16 Feb Elderly With Co-Morbidities Account For Most Readmissions for Diabetics
MedicalResearch: What is the background for this study?
Dr. Gillani: NHS is facing the greatest challenge of its history in the form of A&E pressures and bed availabilities. Unplanned admissions are considered one of the key reasons. With an aging population, multiple co-morbidities and increasing pressures on social and primary care, we need to develop a proactive strategy to deal with this situation. It is a high priority agenda for the DOH. Initiatives such as “named GP for over 75” and “directly enhanced services to avoid unplanned admissions” have been rolled out by DOH in the last 2 years. In order to find an innovative way to assist in reduction of unplanned admissions, we decided to conduct an audit on all recurrent unplanned admissions with diabetes in the hospital over 12 months period. Its objective was to determine any unmet patient needs during an index admission to explore potential of changes in the service and to utilize available resources more effectively in an attempt to prevent next hospital admission for that patient.
MedicalResearch: What are the main findings?

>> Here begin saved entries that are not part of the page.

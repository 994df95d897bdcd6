//! Input debouncing and stale-response suppression for food search.
//!
//! [`Debouncer`] waits for the input to go quiet before handing back the most
//! recent value. [`LatestOnly`] hands out increasing tickets so that when
//! several searches are in flight, only the newest may publish its results;
//! a slow early response can no longer overwrite a fast later one.

use std::sync::mpsc::{Receiver, RecvTimeoutError};
use std::sync::{Mutex, MutexGuard, PoisonError};
use std::time::Duration;

/// Collapses bursts of input into their last value.
#[derive(Debug, Clone, Copy)]
pub struct Debouncer {
    interval: Duration,
}

impl Debouncer {
    pub fn new(interval: Duration) -> Self {
        Self { interval }
    }

    pub fn from_millis(ms: u64) -> Self {
        Self::new(Duration::from_millis(ms))
    }

    pub fn interval(&self) -> Duration {
        self.interval
    }

    /// Block for the next settled value.
    ///
    /// Waits for one value, then keeps replacing it while new values arrive
    /// within `interval` of each other. Returns the last one once the input
    /// has been quiet for `interval`, or when the sender hangs up. Returns
    /// `None` only when the channel is closed with nothing pending.
    pub fn next<T>(&self, rx: &Receiver<T>) -> Option<T> {
        let mut latest = rx.recv().ok()?;
        loop {
            match rx.recv_timeout(self.interval) {
                Ok(value) => latest = value,
                Err(RecvTimeoutError::Timeout) | Err(RecvTimeoutError::Disconnected) => {
                    return Some(latest);
                }
            }
        }
    }
}

/// Ticket issued by [`LatestOnly::issue`].
#[derive(Debug, Clone, Copy, PartialEq, Eq, PartialOrd, Ord)]
pub struct Ticket(u64);

/// Sequence guard: only the most recently issued ticket is current.
#[derive(Debug, Default)]
pub struct LatestOnly {
    issued: Mutex<u64>,
}

impl LatestOnly {
    pub fn new() -> Self {
        Self::default()
    }

    fn latest(&self) -> MutexGuard<'_, u64> {
        self.issued.lock().unwrap_or_else(PoisonError::into_inner)
    }

    /// Start a new request; every earlier ticket becomes stale.
    pub fn issue(&self) -> Ticket {
        let mut latest = self.latest();
        *latest += 1;
        Ticket(*latest)
    }

    /// Whether `ticket` is still the newest one.
    pub fn is_current(&self, ticket: Ticket) -> bool {
        *self.latest() == ticket.0
    }

    /// Run `publish` only if `ticket` is still the newest one.
    ///
    /// The guard stays locked while `publish` runs, so no ticket can be
    /// issued between the check and the output.
    pub fn publish_if_current(&self, ticket: Ticket, publish: impl FnOnce()) -> bool {
        let latest = self.latest();
        if *latest != ticket.0 {
            return false;
        }
        publish();
        true
    }
}

#[cfg(test)]
mod tests {
    use std::sync::mpsc;
    use std::thread;

    use super::*;

    #[test]
    fn burst_collapses_to_last_value() {
        let (tx, rx) = mpsc::channel();
        for q in ["a", "ap", "app", "appl", "apple"] {
            tx.send(q.to_string()).unwrap();
        }
        drop(tx);

        let debouncer = Debouncer::from_millis(50);
        assert_eq!(debouncer.next(&rx).as_deref(), Some("apple"));
        assert_eq!(debouncer.next(&rx), None);
    }

    #[test]
    fn quiet_gap_separates_values() {
        let (tx, rx) = mpsc::channel();
        let sender = thread::spawn(move || {
            tx.send("rice").unwrap();
            thread::sleep(Duration::from_millis(150));
            tx.send("beans").unwrap();
        });

        let debouncer = Debouncer::from_millis(40);
        assert_eq!(debouncer.next(&rx), Some("rice"));
        assert_eq!(debouncer.next(&rx), Some("beans"));
        sender.join().unwrap();
        assert_eq!(debouncer.next(&rx), None);
    }

    #[test]
    fn only_latest_ticket_is_current() {
        let guard = LatestOnly::new();
        let first = guard.issue();
        assert!(guard.is_current(first));

        let second = guard.issue();
        assert!(!guard.is_current(first));
        assert!(guard.is_current(second));
        assert!(second > first);
    }

    #[test]
    fn late_response_from_stale_ticket_is_dropped() {
        let guard = std::sync::Arc::new(LatestOnly::new());
        let slow = guard.issue();
        let fast = guard.issue();

        // The fast (newer) search lands first, the slow one afterwards.
        let mut shown = Vec::new();
        for (ticket, result) in [(fast, "fast"), (slow, "slow")] {
            if guard.is_current(ticket) {
                shown.push(result);
            }
        }
        assert_eq!(shown, vec!["fast"]);
    }

    #[test]
    fn publish_runs_only_for_current_ticket() {
        let guard = LatestOnly::new();
        let stale = guard.issue();
        let current = guard.issue();

        let mut shown = Vec::new();
        assert!(!guard.publish_if_current(stale, || shown.push("stale")));
        assert!(guard.publish_if_current(current, || shown.push("current")));
        assert_eq!(shown, vec!["current"]);
    }

    #[test]
    fn issue_waits_for_a_running_publish() {
        let guard = std::sync::Arc::new(LatestOnly::new());
        let first = guard.issue();
        let (started_tx, started_rx) = mpsc::channel();

        let publisher = {
            let guard = std::sync::Arc::clone(&guard);
            thread::spawn(move || {
                guard.publish_if_current(first, || {
                    started_tx.send(()).unwrap();
                    thread::sleep(Duration::from_millis(100));
                })
            })
        };

        started_rx.recv().unwrap();
        // Blocks until the publish above has finished.
        let second = guard.issue();
        assert!(publisher.join().unwrap());
        assert!(guard.is_current(second));
        assert!(!guard.publish_if_current(first, || panic!("stale output")));
    }
}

Dr. Gillani: People who are having ≥3 non elective admissions in the hospital are elderly, have multiple co-morbidities and varied reasons for admissions. Only a minority of these patients were admitted due to diabetes related issues and most of these admissions were avoidable. Concepts of “avoidability” and “justification” are used to determine whether admission was potentially preventable with a suitable, proactive prior intervention. Due to multi morbidity in these patients a holistic patient centric care is required that reflects the need of dialectologists to be as skilled general physicians to meet patients’ needs.
MedicalResearch: What should clinicians and patients take away from your report?
Dr. Gillani: For clinicians, there is a need to consider unmet needs of the patients at each discharge and to promote and practice holistic rather than gluco-centric medicine. Communication with various agencies like primary and social care to help people cope better at home and to intervene at an early stage of the illness can help avoid unplanned admissions. This requires an integrated model of care delivery across NHS boundaries.
For patients, it may be re-assuring to know that NHS is trying its best to provide better care and finding more effective way to improve patient experience during their time of illness.
MedicalResearch: What recommendations do you have for future research as a result of this study?
Dr. Gillani: We need to conduct a research trial to evaluate the impact of proactive intervention during an index admission of the patients who have recurrent non elective admissions. This will be a prospective study to address unmet patient needs and to design a methodology to do an early intervention in an appropriate setting across primary and specialist services in an attempt to prevent the next unplanned admissions. There is a lack of evidence base in this arena and we would encourage people to conduct more trials in this field of medicine.